COVID 19: il 65% degli italiani ha avuto disturbi psicologici
Secondo i dati di una ricerca realizzata dall’Istituto Elma Research in sei paesi europei, per conto di Angelini Pharma in occasione del 10 ottobre, la giornata mondiale della salute mentale, il 58% dei cittadini hanno avuto sintomi di disturbi psicologici con una durata maggiore di 15 giorni durante il lockdown. Con punte del 63% in Italia, del 63% in Gran Bretagna e del 69% in Spagna, paesi dove l’impatto del COVID 19 è stato più forte, mentre il dato risulta inferiore al 50% in Germania.
Diversi i sintomi citati: insonnia, difficoltà a dormire o risvegli notturni; mancanza di energia o debolezza; tristezza o voglia di piangere; paure e timori eccessivi, mancanza di interesse o piacere nel fare le cose; panico e attacchi di ansia.

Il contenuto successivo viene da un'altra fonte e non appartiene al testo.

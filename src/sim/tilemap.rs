//! Tile map: a fixed-size grid of terrain kinds
//!
//! Tiles are stored row-major (`x + y * width`). Reads outside the grid
//! return `Tile::Air`, so neighbor lookups never need bounds checks.

use glam::Vec2;
use rand::{Rng, SeedableRng};
use rand_pcg::Pcg32;
use serde::{Deserialize, Serialize};

use crate::consts::*;

/// Terrain kinds
#[derive(Debug, Clone, Copy, PartialEq, Eq, Hash, Default, Serialize, Deserialize)]
pub enum Tile {
    /// Empty space; also returned for every out-of-range read
    #[default]
    Air,
    Dirt,
    Grass,
    Water,
    /// Hazardous terrain; only ever placed by the lava hazard
    Lava,
}

impl Tile {
    /// Whether standing on this tile hurts the player
    #[inline]
    pub fn is_hazard(self) -> bool {
        self == Tile::Lava
    }
}

/// Atlas offset of one sub-tile quadrant, relative to the tile kind's sprite block.
///
/// Columns 0-2 / rows 0-2 form the edge ring around the solid center `(1, 1)`;
/// columns 3-4 / rows 0-1 hold the four inner corners.
#[derive(Debug, Clone, Copy, PartialEq, Eq)]
pub struct SubTile {
    pub x: u8,
    pub y: u8,
}

/// A grid coordinate paired with the tile that was there before a hazard overwrote it
#[derive(Debug, Clone, Copy, PartialEq, Eq, Serialize, Deserialize)]
pub struct StoredTile {
    pub x: i32,
    pub y: i32,
    pub tile: Tile,
}

/// Fixed-size terrain grid
#[derive(Debug, Clone, PartialEq, Serialize, Deserialize)]
pub struct TileMap {
    width: u32,
    height: u32,
    /// Pixel size of one tile
    tile_size: u32,
    tiles: Vec<Tile>,
}

impl TileMap {
    /// Create an all-`Air` map
    pub fn new(width: u32, height: u32, tile_size: u32) -> Self {
        Self {
            width,
            height,
            tile_size,
            tiles: vec![Tile::Air; width as usize * height as usize],
        }
    }

    #[inline]
    pub fn width(&self) -> u32 {
        self.width
    }

    #[inline]
    pub fn height(&self) -> u32 {
        self.height
    }

    #[inline]
    pub fn tile_size(&self) -> u32 {
        self.tile_size
    }

    /// Map extent in pixels
    #[inline]
    pub fn pixel_size(&self) -> Vec2 {
        Vec2::new(
            (self.width * self.tile_size) as f32,
            (self.height * self.tile_size) as f32,
        )
    }

    /// Raw tile storage, row-major
    pub fn tiles(&self) -> &[Tile] {
        &self.tiles
    }

    /// Fill the map with procedural terrain.
    ///
    /// Two 1-D sine fields (one per axis, each with a random phase) are summed
    /// with per-tile uniform noise and scaled by a quarter. Low values become
    /// grass, middle values dirt, high values water.
    pub fn generate<R: Rng>(&mut self, rng: &mut R) {
        use std::f32::consts::TAU;

        let x_offset = rng.random::<f32>() * TAU;
        let y_offset = rng.random::<f32>() * TAU;

        for x in 0..self.width as i32 {
            for y in 0..self.height as i32 {
                let gen_x = (x as f32 * TERRAIN_PERIOD + x_offset).sin();
                let gen_y = (y as f32 * TERRAIN_PERIOD + y_offset).sin();
                let value = (gen_x + gen_y + 2.0 + rng.random::<f32>()) * 0.25;

                let tile = if value < GRASS_THRESHOLD {
                    Tile::Grass
                } else if value < DIRT_THRESHOLD {
                    Tile::Dirt
                } else {
                    Tile::Water
                };
                self.set_tile(x, y, tile);
            }
        }
    }

    /// Generate from a standalone seed (same seed, same terrain)
    pub fn generate_seeded(&mut self, seed: u64) {
        let mut rng = Pcg32::seed_from_u64(seed);
        self.generate(&mut rng);
    }

    #[inline]
    fn index(&self, x: i32, y: i32) -> Option<usize> {
        if x < 0 || y < 0 || x >= self.width as i32 || y >= self.height as i32 {
            return None;
        }
        Some(x as usize + y as usize * self.width as usize)
    }

    /// Tile at grid coordinates; `Air` outside the map
    #[inline]
    pub fn tile(&self, x: i32, y: i32) -> Tile {
        self.index(x, y).map_or(Tile::Air, |i| self.tiles[i])
    }

    /// Overwrite a tile. Writes outside the map are dropped.
    #[inline]
    pub fn set_tile(&mut self, x: i32, y: i32, tile: Tile) {
        if let Some(i) = self.index(x, y) {
            self.tiles[i] = tile;
        }
    }

    #[inline]
    pub fn compare_tile(&self, x: i32, y: i32, tile: Tile) -> bool {
        self.tile(x, y) == tile
    }

    /// Pixel coordinate to tile coordinate along one axis
    #[inline]
    pub fn to_tile_coord(&self, p: f32) -> i32 {
        (p / self.tile_size as f32).floor() as i32
    }

    /// Tile under a pixel position
    pub fn tile_at_pos(&self, pos: Vec2) -> Tile {
        self.tile(self.to_tile_coord(pos.x), self.to_tile_coord(pos.y))
    }

    /// Pixel center of a tile
    pub fn tile_center(&self, x: i32, y: i32) -> Vec2 {
        let size = self.tile_size as f32;
        Vec2::new((x as f32 + 0.5) * size, (y as f32 + 0.5) * size)
    }

    /// Number of tiles of the given kind
    pub fn count(&self, tile: Tile) -> usize {
        self.tiles.iter().filter(|t| **t == tile).count()
    }

    /// Sub-tile atlas cells for drawing a tile as four quadrants.
    ///
    /// Order is top-left, top-right, bottom-left, bottom-right. Each quadrant
    /// looks at its horizontal, vertical and diagonal neighbor: a differing
    /// edge neighbor pushes the cell toward that edge, and a quadrant whose
    /// edges match but whose diagonal differs uses an inner-corner cell.
    /// Returns `None` for `Air`, which is never drawn.
    pub fn corner_cells(&self, x: i32, y: i32) -> Option<[SubTile; 4]> {
        let tile = self.tile(x, y);
        if tile == Tile::Air {
            return None;
        }

        let mut cells = [SubTile { x: 1, y: 1 }; 4];
        for (seg, cell) in cells.iter_mut().enumerate() {
            let off_x = (seg % 2) as i32;
            let off_y = (seg >> 1) as i32;
            let dir_x = off_x * 2 - 1;
            let dir_y = off_y * 2 - 1;

            let x_same = self.compare_tile(x + dir_x, y, tile);
            let y_same = self.compare_tile(x, y + dir_y, tile);
            let xy_same = self.compare_tile(x + dir_x, y + dir_y, tile);

            let (mut px, mut py) = (1, 1);
            if !x_same {
                px += dir_x;
            }
            if !y_same {
                py += dir_y;
            }
            if x_same && y_same && !xy_same {
                px = 4 - off_x;
                py = 1 - off_y;
            }
            *cell = SubTile {
                x: px as u8,
                y: py as u8,
            };
        }
        Some(cells)
    }
}

impl Default for TileMap {
    fn default() -> Self {
        Self::new(MAP_WIDTH, MAP_HEIGHT, TILE_SIZE)
    }
}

La maggioranza dei cittadini europei riferisce di aver avuto almeno due di questi sintomi; in Italia il 67%; il 50% del campione italiano afferma di aver avuto questi sintomi per la prima volta, mentre il 33% asserisce di aver avuto un peggioramento di sintomi già preesistenti.
Come le persone hanno affrontato questa epidemia parallela di disturbi psicologici? Per la maggioranza condividendo le preoccupazioni con il partner, i familiari e gli amici più vicini, mentre solo una minoranza è ricorsa ad una figura professionale di aiuto: medico di medicina generale, psicologo, psichiatra. Il coinvolgimento limitato a figure professionali può anche dipendere dalle misure restrittive in vigore all’epoca del lockdown.
Un risultato inatteso della ricerca riguarda il comportamento delle persone rispetto all’informazione. Sebbene i disturbi psicologici fossero molto diffusi, tuttavia solo 1 persona su 4 ha cercato informazioni sul tema della salute mentale collegata al COVID 19 – con l’eccezione dell’Italia e della Spagna dove le percentuali sono più alte. Le persone hanno cercato informazioni soprattutto su internet seguita dalla televisione e dal medico di medicina generale. Vale sempre l’osservazione che questi numeri sono riferiti a una situazione di emergenza in cui l’accesso al medico di base e ad altri professionisti della cura era fortemente limitato.
“Questi dati confermano come il lockdown sia stata un’esperienza che ha inciso notevolmente sulla salute mentale delle persone. Soprattutto in alcuni paesi come l’Italia – ha commentato Agnese Cattaneo, Global Chief Medical Officer di Angelini Pharma. “Le persone non possono essere lasciate sole; vanno favorite le condizioni – ancora troppo limitate non solo nel lockdown – per il ricorso alle figure professionali, dal medico di medicina generale allo psicologo e allo psichiatra. La Giornata Mondiale della Salute Mentale è proprio l’occasione per fare informazione sull’argomento e per combattere l’alone di pregiudizi che ancora circonda questi disturbi”.
Infine, le percezioni delle persone riguardo ai disturbi mentali. Facendo un confronto con altre malattie, dalle interviste emerge come il cancro sia la patologia più temuta dalla maggioranza delle persone. Ma per quanto riguarda l’impatto, i tumori sono percepiti come poco più gravi dei disturbi psicologici. L’impatto più temuto è sulla qualità di vita. L’impatto più temuto dalla vasta maggioranza del campione è sulla qualità di vita e in modo particolare sulla vita di coppia.
Le persone hanno sviluppato un’alta consapevolezza del rischio dei disturbi mentali: il 76% ammette che tutti inclusi se stessi potrebbero avere questo tipo di malessere. Di conseguenza, emerge con forza la richiesta che lo Stato si impegni maggiormente per dare supporto ai cittadini. E più della metà del campione riconosce che i disturbi mentali sono fonte di discriminazione ed emarginazione. Più variegata in Europa il parere sull’affermazione che i disturbi mentali siano causa di vergogna e di imbarazzo: a livello europeo vi si riconosce ancora la maggioranza, mentre solo un terzo in Gran Bretagna e Poloni. Segno che negli altri paesi, compresa l’Italia, c’è ancora molto da fare per combattere lo stigma che contraddistingue i problemi mentali.
La ricerca è stata realizzata nel mese di settembre su un campione rappresentativo della popolazione di 6 Paesi, con interviste online con il metodo CAWI. Per ogni Paese è stato intervistato un campione di 1.000 soggetti. Il campione è rappresentativo dal punto di vista del genere, area geografica, ed età.